Supplied records
pub mod config;
pub mod generate;
pub mod template;

pub use config::{GeneratorConfig, Variant};
pub use generate::{Report, generate_file, write_source};
pub use template::{FanOut, LineVolume, UnitTemplate};

use std::sync::Once;

static TRACING_INIT: Once = Once::new();

/// Install a `tracing` subscriber for debug output.
///
/// Does nothing unless `RUST_LOG` is set (e.g. `RUST_LOG=cstress=debug`).
/// Safe to call more than once.
pub fn init_tracing() {
    TRACING_INIT.call_once(|| {
        use tracing_subscriber::{EnvFilter, fmt, prelude::*};

        if std::env::var("RUST_LOG").is_ok() {
            tracing_subscriber::registry()
                .with(fmt::layer().with_writer(std::io::stderr).with_target(true))
                .with(EnvFilter::from_default_env())
                .init();
        }
    });
}
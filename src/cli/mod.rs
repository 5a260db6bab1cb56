// src/cli/mod.rs
pub mod args;
pub mod paths;

pub use args::{Cli, ColorMode, Commands, OutputFormat};
pub use paths::{PathError, expand_paths};
//! QOI stream builders for tests.
//!
//! Compiled for this crate's own tests and, through the `testing` feature,
//! for dependents' tests.

use crate::qoi::{END_MARKER, MAGIC};

pub type Rgba = [u8; 4];

fn hash(px: Rgba) -> usize {
    let [r, g, b, a] = px;
    (usize::from(r) * 3 + usize::from(g) * 5 + usize::from(b) * 7 + usize::from(a) * 11) % 64
}

/// Encode `pixels` (row-major RGBA) as a complete QOI stream, using every
/// chunk type.
pub fn encode(width: u32, height: u32, channels: u8, pixels: &[Rgba]) -> Vec<u8> {
    assert_eq!(pixels.len(), (width * height) as usize);
    let mut out = MAGIC.to_vec();
    out.extend_from_slice(&width.to_be_bytes());
    out.extend_from_slice(&height.to_be_bytes());
    out.push(channels);
    out.push(0);

    let mut index = [[0u8; 4]; 64];
    let mut prev: Rgba = [0, 0, 0, 255];
    let mut run = 0u8;

    for &px in pixels {
        if px == prev {
            run += 1;
            if run == 62 {
                out.push(0xc0 | (run - 1));
                run = 0;
            }
            continue;
        }
        if run > 0 {
            out.push(0xc0 | (run - 1));
            run = 0;
        }

        let h = hash(px);
        if index[h] == px {
            out.push(h as u8);
        } else {
            index[h] = px;
            if px[3] == prev[3] {
                let vr = px[0].wrapping_sub(prev[0]) as i8;
                let vg = px[1].wrapping_sub(prev[1]) as i8;
                let vb = px[2].wrapping_sub(prev[2]) as i8;
                let vg_r = vr.wrapping_sub(vg);
                let vg_b = vb.wrapping_sub(vg);
                let small = -2..=1;
                if small.contains(&vr) && small.contains(&vg) && small.contains(&vb) {
                    out.push(
                        0x40 | ((vr + 2) as u8) << 4 | ((vg + 2) as u8) << 2 | (vb + 2) as u8,
                    );
                } else if (-32..=31).contains(&vg)
                    && (-8..=7).contains(&vg_r)
                    && (-8..=7).contains(&vg_b)
                {
                    out.push(0x80 | (vg + 32) as u8);
                    out.push(((vg_r + 8) as u8) << 4 | (vg_b + 8) as u8);
                } else {
                    out.extend_from_slice(&[0xfe, px[0], px[1], px[2]]);
                }
            } else {
                out.extend_from_slice(&[0xff, px[0], px[1], px[2], px[3]]);
            }
        }
        prev = px;
    }
    if run > 0 {
        out.push(0xc0 | (run - 1));
    }
    out.extend_from_slice(&END_MARKER);
    out
}

/// Smooth gradient with repeats, so DIFF, LUMA, INDEX and RUN all appear.
pub fn gradient(width: u32, height: u32) -> Vec<Rgba> {
    (0..height)
        .flat_map(|y| {
            (0..width).map(move |x| {
                if x % 7 == 6 {
                    [0, 0, 0, 255]
                } else {
                    [(x * 3) as u8, (y * 5) as u8, (x + y) as u8, 255]
                }
            })
        })
        .collect()
}

pub fn checker(width: u32, height: u32) -> Vec<Rgba> {
    (0..width * height)
        .map(|i| if i % 2 == 0 { [255, 0, 0, 255] } else { [0, 0, 255, 128] })
        .collect()
}

/// Flatten RGBA pixels into bytes.
pub fn rgba_bytes(pixels: &[Rgba]) -> Vec<u8> {
    pixels.iter().flatten().copied().collect()
}
// src/cli/args.rs

use clap::{Parser, Subcommand, ValueEnum};
use std::path::PathBuf;

use scanguard_engine::ColorSpace;

use crate::commands::version::version_string;
use crate::config::StrategyKind;

/// Color output mode
#[derive(Clone, Copy, Debug, Default, PartialEq, Eq, ValueEnum)]
pub enum ColorMode {
    /// Auto-detect based on terminal
    #[default]
    Auto,
    /// Always use colors
    Always,
    /// Never use colors
    Never,
}

/// Pixel layout written by `decode`
#[derive(Clone, Copy, Debug, PartialEq, Eq, ValueEnum)]
pub enum OutputFormat {
    Gray,
    Rgb,
    Rgba,
    Bgra,
    Argb,
    Abgr,
    Rgbx,
    Bgrx,
    Xrgb,
    Xbgr,
}

impl From<OutputFormat> for ColorSpace {
    fn from(format: OutputFormat) -> Self {
        match format {
            OutputFormat::Gray => ColorSpace::Grayscale,
            OutputFormat::Rgb => ColorSpace::Rgb,
            OutputFormat::Rgba => ColorSpace::Rgba,
            OutputFormat::Bgra => ColorSpace::Bgra,
            OutputFormat::Argb => ColorSpace::Argb,
            OutputFormat::Abgr => ColorSpace::Abgr,
            OutputFormat::Rgbx => ColorSpace::Rgbx,
            OutputFormat::Bgrx => ColorSpace::Bgrx,
            OutputFormat::Xrgb => ColorSpace::Xrgb,
            OutputFormat::Xbgr => ColorSpace::Xbgr,
        }
    }
}

/// Decode QOI images through a recoverable engine boundary
#[derive(Parser)]
#[command(name = "scanguard")]
#[command(version = version_string())]
#[command(about = "Decode QOI images without letting engine errors abort the process", long_about = None)]
pub struct Cli {
    /// Color output: auto, always, never
    #[arg(long, global = true, value_enum, default_value_t = ColorMode::Auto)]
    pub color: ColorMode,

    /// How engine errors are recovered (default: $SCANGUARD_STRATEGY or unwind)
    #[arg(long, global = true, value_enum)]
    pub strategy: Option<StrategyKind>,

    /// Fiber stack size, e.g. 256k (default: $SCANGUARD_FIBER_STACK or 1M)
    #[arg(long, global = true, value_name = "SIZE", value_parser = parse_stack_size)]
    pub fiber_stack: Option<usize>,

    #[command(subcommand)]
    pub command: Commands,
}

fn parse_stack_size(value: &str) -> Result<usize, String> {
    crate::config::parse_size(value).ok_or_else(|| format!("invalid size '{value}'"))
}

#[derive(Subcommand)]
pub enum Commands {
    /// Decode an image to raw pixels
    #[command(visible_alias = "d")]
    Decode {
        /// Path to the .qoi file
        #[arg(value_name = "FILE")]
        file: PathBuf,

        /// Write the raw pixel rows to this file
        #[arg(short, long, value_name = "OUT")]
        output: Option<PathBuf>,

        /// Output pixel layout (default: rgba or the stream's own layout)
        #[arg(short, long, value_enum)]
        format: Option<OutputFormat>,

        /// Keep the rows decoded before a scanline error
        #[arg(long)]
        lenient: bool,
    },
    /// Show header information for images
    #[command(visible_alias = "i")]
    Inspect {
        /// Paths to inspect (files, directories, or glob patterns)
        #[arg(value_name = "PATHS", required = true)]
        paths: Vec<String>,
    },
    /// Show version information
    Version,
}

#[cfg(test)]
mod tests {
    use super::*;
    use clap::CommandFactory;

    #[test]
    fn command_definition_is_valid() {
        Cli::command().debug_assert();
    }

    #[test]
    fn parses_decode_with_globals() {
        let cli = Cli::try_parse_from([
            "scanguard",
            "decode",
            "img.qoi",
            "--format",
            "bgra",
            "--strategy",
            "fiber",
            "--fiber-stack",
            "128k",
            "--lenient",
        ])
        .unwrap();
        assert_eq!(cli.strategy, Some(StrategyKind::Fiber));
        assert_eq!(cli.fiber_stack, Some(128 * 1024));
        match cli.command {
            Commands::Decode {
                file,
                output,
                format,
                lenient,
            } => {
                assert_eq!(file, PathBuf::from("img.qoi"));
                assert_eq!(output, None);
                assert_eq!(format.map(ColorSpace::from), Some(ColorSpace::Bgra));
                assert!(lenient);
            }
            _ => panic!("expected decode"),
        }
    }

    #[test]
    fn inspect_requires_paths() {
        assert!(Cli::try_parse_from(["scanguard", "inspect"]).is_err());
    }
}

Instructions to follow
In the listing above, how many lines include the string "through"? Say only the number.

Output for this exercise
2